FIG. 11 shows the appearance of the facade of a building equipped with an embodiment of the window-based HVAC system as disclosed herein. A window and its frame 100 are secured by a header 110 above, and vertical mullions 120 on left and right sides. The vent hood 20 protrudes from below the bottom of the window frame. On the underside of the vent hood 20 can be seen the fresh air intake opening 22, the exhaust opening 28, and the vent hood divider 26.

Accordingly, the system described herein provides a clean and unobtrusive appearance, as viewed from both the interior and exterior of the building. Window size and sight lines are unaffected. The system provides the required air intake and exhaust, for example, to properly operate an HPAC unit which provides air conditioning/heating for interior spaces. This is especially useful in locations or areas where windows are not available or cannot be opened, such as high-rise buildings, hospitals, and secure facilities.
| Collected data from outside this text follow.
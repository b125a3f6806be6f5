// SPDX-License-Identifier: Apache-2.0

use crate::{CartStoreBackend, StoreError};
use async_trait::async_trait;
use rust_decimal::Decimal;
use serde_json::Value;
use std::sync::Arc;
use tracing::{debug, warn};

/// Probe-and-fallback resolution between the two upstream surfaces.
///
/// Reads and removes go storefront-first and fall back to admin on any
/// failure. Adds that carry a price override go straight to admin: the
/// storefront surface is known to reject overrides, so probing it
/// would only burn a round trip per reconciliation. The fallback is
/// invisible to callers.
pub struct HybridBackend {
    storefront: Arc<dyn CartStoreBackend>,
    admin: Arc<dyn CartStoreBackend>,
}

impl HybridBackend {
    #[must_use]
    pub fn new(storefront: Arc<dyn CartStoreBackend>, admin: Arc<dyn CartStoreBackend>) -> Self {
        Self { storefront, admin }
    }
}

#[async_trait]
impl CartStoreBackend for HybridBackend {
    fn backend_tag(&self) -> &'static str {
        "hybrid"
    }

    async fn fetch_cart(&self, cart_id: &str) -> Result<Value, StoreError> {
        match self.storefront.fetch_cart(cart_id).await {
            Ok(raw) => Ok(raw),
            Err(err) => {
                debug!(cart_id, %err, "storefront fetch failed; falling back to admin");
                self.admin.fetch_cart(cart_id).await
            }
        }
    }

    async fn add_line_item(
        &self,
        cart_id: &str,
        product_id: i64,
        quantity: u32,
        unit_price: Option<Decimal>,
    ) -> Result<Value, StoreError> {
        if unit_price.is_some() {
            return self
                .admin
                .add_line_item(cart_id, product_id, quantity, unit_price)
                .await;
        }
        match self
            .storefront
            .add_line_item(cart_id, product_id, quantity, None)
            .await
        {
            Ok(raw) => Ok(raw),
            Err(err) => {
                warn!(cart_id, product_id, %err, "storefront add failed; falling back to admin");
                self.admin
                    .add_line_item(cart_id, product_id, quantity, None)
                    .await
            }
        }
    }

    async fn remove_line_item(&self, cart_id: &str, item_id: &str) -> Result<(), StoreError> {
        match self.storefront.remove_line_item(cart_id, item_id).await {
            Ok(()) => Ok(()),
            Err(err) => {
                debug!(cart_id, item_id, %err, "storefront remove failed; falling back to admin");
                self.admin.remove_line_item(cart_id, item_id).await
            }
        }
    }
}

#[cfg(test)]
mod tests {
    use super::*;
    use std::sync::atomic::{AtomicU64, Ordering};

    #[derive(Default)]
    struct CountingBackend {
        fetches: AtomicU64,
        adds: AtomicU64,
        removes: AtomicU64,
        fail_all: bool,
    }

    #[async_trait]
    impl CartStoreBackend for CountingBackend {
        fn backend_tag(&self) -> &'static str {
            "counting"
        }

        async fn fetch_cart(&self, _cart_id: &str) -> Result<Value, StoreError> {
            self.fetches.fetch_add(1, Ordering::Relaxed);
            if self.fail_all {
                return Err(StoreError::NotFound);
            }
            Ok(serde_json::json!({}))
        }

        async fn add_line_item(
            &self,
            _cart_id: &str,
            _product_id: i64,
            _quantity: u32,
            _unit_price: Option<Decimal>,
        ) -> Result<Value, StoreError> {
            self.adds.fetch_add(1, Ordering::Relaxed);
            if self.fail_all {
                return Err(StoreError::Upstream {
                    status: Some(422),
                    message: "rejected".to_string(),
                });
            }
            Ok(serde_json::json!({}))
        }

        async fn remove_line_item(&self, _cart_id: &str, _item_id: &str) -> Result<(), StoreError> {
            self.removes.fetch_add(1, Ordering::Relaxed);
            if self.fail_all {
                return Err(StoreError::NotFound);
            }
            Ok(())
        }
    }

    #[tokio::test]
    async fn priced_add_goes_straight_to_admin() {
        let storefront = Arc::new(CountingBackend::default());
        let admin = Arc::new(CountingBackend::default());
        let hybrid = HybridBackend::new(storefront.clone(), admin.clone());

        hybrid
            .add_line_item("c-1", 6817, 1, Some(Decimal::new(300, 2)))
            .await
            .expect("priced add");
        assert_eq!(storefront.adds.load(Ordering::Relaxed), 0);
        assert_eq!(admin.adds.load(Ordering::Relaxed), 1);
    }

    #[tokio::test]
    async fn unpriced_add_prefers_storefront() {
        let storefront = Arc::new(CountingBackend::default());
        let admin = Arc::new(CountingBackend::default());
        let hybrid = HybridBackend::new(storefront.clone(), admin.clone());

        hybrid.add_line_item("c-1", 101, 1, None).await.expect("add");
        assert_eq!(storefront.adds.load(Ordering::Relaxed), 1);
        assert_eq!(admin.adds.load(Ordering::Relaxed), 0);
    }

    #[tokio::test]
    async fn fetch_falls_back_to_admin_on_storefront_failure() {
        let storefront = Arc::new(CountingBackend {
            fail_all: true,
            ..CountingBackend::default()
        });
        let admin = Arc::new(CountingBackend::default());
        let hybrid = HybridBackend::new(storefront.clone(), admin.clone());

        hybrid.fetch_cart("c-1").await.expect("fallback fetch");
        assert_eq!(storefront.fetches.load(Ordering::Relaxed), 1);
        assert_eq!(admin.fetches.load(Ordering::Relaxed), 1);
    }

    #[tokio::test]
    async fn remove_surfaces_admin_error_when_both_fail() {
        let storefront = Arc::new(CountingBackend {
            fail_all: true,
            ..CountingBackend::default()
        });
        let admin = Arc::new(CountingBackend {
            fail_all: true,
            ..CountingBackend::default()
        });
        let hybrid = HybridBackend::new(storefront, admin.clone());

        let err = hybrid
            .remove_line_item("c-1", "li-1")
            .await
            .expect_err("both surfaces down");
        assert_eq!(err, StoreError::NotFound);
        assert_eq!(admin.removes.load(Ordering::Relaxed), 1);
    }
}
In certain embodiments, a window frame may be configured to receive the vent hood on the exterior and the plenum box on the interior of the building.

The window-based HVAC system disclosed herein provides an innovative solution for providing heating, cooling, and fresh air ventilation and is suitable for use in various residential and commercial buildings. Requiring only a wall opening sized to match the dimensions of the vent hood, the system is especially advantageous when upgrading existing HVAC systems as it can easily be retrofitted to existing buildings. Moreover, the system is configured to connect easily to a commercially available HPAC units or the like.

Although various embodiments of the window-based HVAC system of this disclosure have been described herein, a number of design modifications and additional advantages may become evident to persons having ordinary skill in the art. While the illustrative embodiments have been described in considerable detail, it is not the intention of the applicant to restrict or in any way limit the scope of the claims that follow below.